SÖYLEŞİ
Giriş Tarihi : 12-03-2024 01:03   Güncelleme : 12-03-2024 04:41

Sorguluyorum / Kenan Gül

Yazan: Kenan Gül -SORGULUYORUM

Sorguluyorum / Kenan Gül

SORGULUYORUM

“Ağustos böceği bütün yaz 
Çaldı saz.
Sonra kış geldi çattı,
Bizimkinde şafak attı.
Kalktı karıncaya gitti.
Birkaç dirhem buğday borç istedi”
diye başlayan tekerleme, ilkokul sıralarında okumaktan zevk aldığım hikayenin unutulmaz parçasıydı. Çalışmanın, özellikle gençlik yıllarında birikim yapmanın, yaşlılık dönemlerinde insana sağlayacağı konfor, daha önemlisi muhtaç olmama durumunu içinde barındırıyordu. Bu nedenledir ki, ebeveynlerimiz tarafından karınca çalışkan bir hayvan olarak asiller sınıfına sokulmuştu. Bir gün rahmetli anneme;
“Anne, hem bu hayvanı övüyorsun, hem de eve girmesin diye karınca duası satın alıyorsun. Yetmiyomuş gibi yuvalarının ağzını cam macunuyla tıkayıp, yollarına çamaşır suyu döküyorsun. Yazık değil mi?” dediğimde ardımdan gelen terliğe yakalanmamak için ne kadar koşturmuştum bilemezsiniz.
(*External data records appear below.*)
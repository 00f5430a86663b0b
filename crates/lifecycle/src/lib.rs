// SPDX-License-Identifier: BUSL-1.1
// Copyright (c) 2026 Alfred Jean LLC

// Allow panic!/unwrap/expect in test code
#![cfg_attr(test, allow(clippy::panic))]
#![cfg_attr(test, allow(clippy::unwrap_used))]
#![cfg_attr(test, allow(clippy::expect_used))]

//! relay-lifecycle: before/after/error/finally events around method calls

mod lifecycle;
mod sink;

pub use lifecycle::{Lifecycle, Phases};
pub use sink::{Detached, Dispatch, Instrumented};
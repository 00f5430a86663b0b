// SPDX-License-Identifier: BUSL-1.1
// Copyright (c) 2026 Alfred Jean LLC

//! Configuration specs
//!
//! Verify that routers built from a TOML file pick up its settings.

use crate::prelude::*;
use relay_core::{ConfigError, UnhandledPolicy};

#[test]
fn router_from_config_file() {
    let dir = tempfile::tempdir().unwrap();
    let path = dir.path().join("relay.toml");
    std::fs::write(
        &path,
        r#"
[router]
default_priority = 10
unhandled = "silent"

[bridge]
queue_capacity = 8
thread_name = "spec-config"
"#,
    )
    .unwrap();

    let config = RelayConfig::load(&path).unwrap();
    let router = Router::from_config(&config).unwrap();
    let trail = Trail::new();
    router.on("evt", trail.sync("default"));
    router.on("evt", trail.sync("boosted").priority(11));
    router.on("evt", trail.sync("demoted").priority(9));

    router.apply_sync("evt", Params::new()).unwrap();

    assert_eq!(router.config().unhandled, UnhandledPolicy::Silent);
    assert_eq!(trail.entries(), vec!["boosted", "default", "demoted"]);
}

#[test]
fn missing_file_is_an_io_error() {
    let dir = tempfile::tempdir().unwrap();

    let err = RelayConfig::load(&dir.path().join("absent.toml")).unwrap_err();

    assert!(matches!(err, ConfigError::Io { .. }));
}

#[test]
fn zero_capacity_is_rejected() {
    let err = RelayConfig::from_toml_str("[bridge]\nqueue_capacity = 0\n").unwrap_err();

    assert!(matches!(err, ConfigError::Invalid(_)));
}
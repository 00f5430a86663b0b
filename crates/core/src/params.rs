// SPDX-License-Identifier: BUSL-1.1
// Copyright (c) 2026 Alfred Jean LLC

//! Event parameters
//!
//! Well-known events carry a typed parameter struct; user-defined events use
//! a string-keyed map. Generic handlers can still read and write any variant
//! by key through [`Params::get`] and [`Params::set`].

use crate::error::ParamError;
use serde::de::DeserializeOwned;
use serde::{Deserialize, Serialize};
use serde_json::{Map, Value};

/// Parameters for `message:*` events
#[derive(Debug, Clone, Default, PartialEq, Serialize, Deserialize)]
pub struct MessageParams {
    pub agent: String,
    pub message: Value,
}

/// Parameters for `tool:call:*` events
#[derive(Debug, Clone, Default, PartialEq, Serialize, Deserialize)]
pub struct ToolParams {
    pub agent: String,
    pub tool: String,
    #[serde(default)]
    pub arguments: Map<String, Value>,
    #[serde(default, skip_serializing_if = "Option::is_none")]
    pub result: Option<Value>,
    #[serde(default, skip_serializing_if = "Option::is_none")]
    pub error: Option<String>,
}

/// Parameters for `mode:enter` and `mode:exit`
#[derive(Debug, Clone, Default, PartialEq, Serialize, Deserialize)]
pub struct ModeParams {
    pub agent: String,
    pub mode: String,
    #[serde(default, skip_serializing_if = "Option::is_none")]
    pub previous: Option<String>,
}

/// Parameters produced by the lifecycle wrapper around a method call
#[derive(Debug, Clone, Default, PartialEq, Serialize, Deserialize)]
pub struct LifecycleParams {
    #[serde(default)]
    pub args: Map<String, Value>,
    #[serde(default, skip_serializing_if = "Option::is_none")]
    pub result: Option<Value>,
    #[serde(default, skip_serializing_if = "Option::is_none")]
    pub error: Option<String>,
}

/// Parameter bag carried by an [`EventContext`](crate::EventContext)
#[derive(Debug, Clone, PartialEq)]
pub enum Params {
    Message(MessageParams),
    Tool(ToolParams),
    Mode(ModeParams),
    Lifecycle(LifecycleParams),
    Custom(Map<String, Value>),
}

impl Default for Params {
    fn default() -> Self {
        Self::Custom(Map::new())
    }
}

impl Params {
    /// Empty ad hoc parameters
    pub fn new() -> Self {
        Self::default()
    }

    /// Variant name, used in errors and logs
    pub fn kind(&self) -> &'static str {
        match self {
            Self::Message(_) => "message",
            Self::Tool(_) => "tool",
            Self::Mode(_) => "mode",
            Self::Lifecycle(_) => "lifecycle",
            Self::Custom(_) => "custom",
        }
    }

    /// Builder-style insert for ad hoc parameters.
    ///
    /// Typed variants only accept their own fields; a rejected key is logged
    /// and the parameters are returned unchanged.
    pub fn with(mut self, key: impl Into<String>, value: impl Into<Value>) -> Self {
        let key = key.into();
        if let Err(e) = self.set(&key, value.into()) {
            tracing::debug!(key, error = %e, "ignoring parameter");
        }
        self
    }

    /// Read a parameter by key
    pub fn get(&self, key: &str) -> Option<Value> {
        match self {
            Self::Message(p) => match key {
                "agent" => Some(Value::String(p.agent.clone())),
                "message" => Some(p.message.clone()),
                _ => None,
            },
            Self::Tool(p) => match key {
                "agent" => Some(Value::String(p.agent.clone())),
                "tool" => Some(Value::String(p.tool.clone())),
                "arguments" => Some(Value::Object(p.arguments.clone())),
                "result" => p.result.clone(),
                "error" => p.error.clone().map(Value::String),
                _ => None,
            },
            Self::Mode(p) => match key {
                "agent" => Some(Value::String(p.agent.clone())),
                "mode" => Some(Value::String(p.mode.clone())),
                "previous" => p.previous.clone().map(Value::String),
                _ => None,
            },
            Self::Lifecycle(p) => match key {
                "args" => Some(Value::Object(p.args.clone())),
                "result" => p.result.clone(),
                "error" => p.error.clone().map(Value::String),
                _ => None,
            },
            Self::Custom(map) => map.get(key).cloned(),
        }
    }

    /// Read a parameter and convert it to `T`
    pub fn get_as<T: DeserializeOwned>(&self, key: &str) -> Result<Option<T>, ParamError> {
        self.get(key)
            .map(|v| convert(key, v))
            .transpose()
    }

    /// Write a parameter by key
    pub fn set(&mut self, key: &str, value: Value) -> Result<(), ParamError> {
        let variant = self.kind();
        let unknown = || ParamError::UnknownField {
            variant,
            key: key.to_string(),
        };
        match self {
            Self::Message(p) => match key {
                "agent" => p.agent = convert(key, value)?,
                "message" => p.message = value,
                _ => return Err(unknown()),
            },
            Self::Tool(p) => match key {
                "agent" => p.agent = convert(key, value)?,
                "tool" => p.tool = convert(key, value)?,
                "arguments" => p.arguments = convert(key, value)?,
                "result" => p.result = non_null(value),
                "error" => p.error = convert(key, value)?,
                _ => return Err(unknown()),
            },
            Self::Mode(p) => match key {
                "agent" => p.agent = convert(key, value)?,
                "mode" => p.mode = convert(key, value)?,
                "previous" => p.previous = convert(key, value)?,
                _ => return Err(unknown()),
            },
            Self::Lifecycle(p) => match key {
                "args" => p.args = convert(key, value)?,
                "result" => p.result = non_null(value),
                "error" => p.error = convert(key, value)?,
                _ => return Err(unknown()),
            },
            Self::Custom(map) => {
                map.insert(key.to_string(), value);
            }
        }
        Ok(())
    }

    /// Remove a parameter.
    ///
    /// Optional fields of typed variants are cleared; required fields cannot
    /// be removed and yield `None`.
    pub fn remove(&mut self, key: &str) -> Option<Value> {
        match self {
            Self::Tool(p) => match key {
                "result" => p.result.take(),
                "error" => p.error.take().map(Value::String),
                _ => None,
            },
            Self::Mode(p) if key == "previous" => p.previous.take().map(Value::String),
            Self::Lifecycle(p) => match key {
                "result" => p.result.take(),
                "error" => p.error.take().map(Value::String),
                _ => None,
            },
            Self::Custom(map) => map.remove(key),
            _ => None,
        }
    }

    /// Keys currently holding a value
    pub fn keys(&self) -> Vec<String> {
        self.to_map().keys().cloned().collect()
    }

    /// Flatten into a string-keyed map
    pub fn to_map(&self) -> Map<String, Value> {
        let value = match self {
            Self::Message(p) => serde_json::to_value(p),
            Self::Tool(p) => serde_json::to_value(p),
            Self::Mode(p) => serde_json::to_value(p),
            Self::Lifecycle(p) => serde_json::to_value(p),
            Self::Custom(map) => return map.clone(),
        };
        match value {
            Ok(Value::Object(map)) => map,
            _ => Map::new(),
        }
    }

    pub fn as_message(&self) -> Option<&MessageParams> {
        match self {
            Self::Message(p) => Some(p),
            _ => None,
        }
    }

    pub fn as_message_mut(&mut self) -> Option<&mut MessageParams> {
        match self {
            Self::Message(p) => Some(p),
            _ => None,
        }
    }

    pub fn as_tool(&self) -> Option<&ToolParams> {
        match self {
            Self::Tool(p) => Some(p),
            _ => None,
        }
    }

    pub fn as_tool_mut(&mut self) -> Option<&mut ToolParams> {
        match self {
            Self::Tool(p) => Some(p),
            _ => None,
        }
    }

    pub fn as_mode(&self) -> Option<&ModeParams> {
        match self {
            Self::Mode(p) => Some(p),
            _ => None,
        }
    }

    pub fn as_lifecycle(&self) -> Option<&LifecycleParams> {
        match self {
            Self::Lifecycle(p) => Some(p),
            _ => None,
        }
    }

    pub fn as_lifecycle_mut(&mut self) -> Option<&mut LifecycleParams> {
        match self {
            Self::Lifecycle(p) => Some(p),
            _ => None,
        }
    }
}

fn convert<T: DeserializeOwned>(key: &str, value: Value) -> Result<T, ParamError> {
    serde_json::from_value(value).map_err(|source| ParamError::Type {
        key: key.to_string(),
        source,
    })
}

fn non_null(value: Value) -> Option<Value> {
    match value {
        Value::Null => None,
        v => Some(v),
    }
}

impl From<MessageParams> for Params {
    fn from(p: MessageParams) -> Self {
        Self::Message(p)
    }
}

impl From<ToolParams> for Params {
    fn from(p: ToolParams) -> Self {
        Self::Tool(p)
    }
}

impl From<ModeParams> for Params {
    fn from(p: ModeParams) -> Self {
        Self::Mode(p)
    }
}

impl From<LifecycleParams> for Params {
    fn from(p: LifecycleParams) -> Self {
        Self::Lifecycle(p)
    }
}

impl From<Map<String, Value>> for Params {
    fn from(map: Map<String, Value>) -> Self {
        Self::Custom(map)
    }
}

impl<K: Into<String>, V: Into<Value>> FromIterator<(K, V)> for Params {
    fn from_iter<I: IntoIterator<Item = (K, V)>>(iter: I) -> Self {
        Self::Custom(
            iter.into_iter()
                .map(|(k, v)| (k.into(), v.into()))
                .collect(),
        )
    }
}

#[cfg(test)]
#[path = "params_tests.rs"]
mod tests;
Zaman içerisinde ağustos böceğinin yaşam döngüsünü okuyunca, sanırım bakış açım tamamen değişti. Sen on yedi sene toprak altında doğumu bekle. Yeryüzündeki hayatın dört hafta olsun ve dört haftanın çoğunu eş aramak için geçir, çiftleş, hemen ardından öl.

Asla ağustostan sonra yaşama. İşin aslı hiçbir zaman kışı görmeyecek ağustos böceğinin, La Fontaine tarafından örnek olarak alınmasına anlam veremedim. Sanırım o dönemlerde elinde böyle bir bilgi yoktu.

Ama biz inandık…

Ben uslu durmadım. Bir de, karıncaları inceledim. Fiziksel boyutları aslanla orantılansaydı dünya onların egemenliği altında olurdu. Şüphesiz, etobur olması dolayısıyla da insanlık herhalde yok olurdu.

En çok garibime giden şey ise, başka karınca yuvalarını basıp yumurtalarını çalmak. Bu yumurtalardan çıkan yavruları köle olarak çalıştırmak. Modern dünyanın düzenine ne kadar çok benziyor...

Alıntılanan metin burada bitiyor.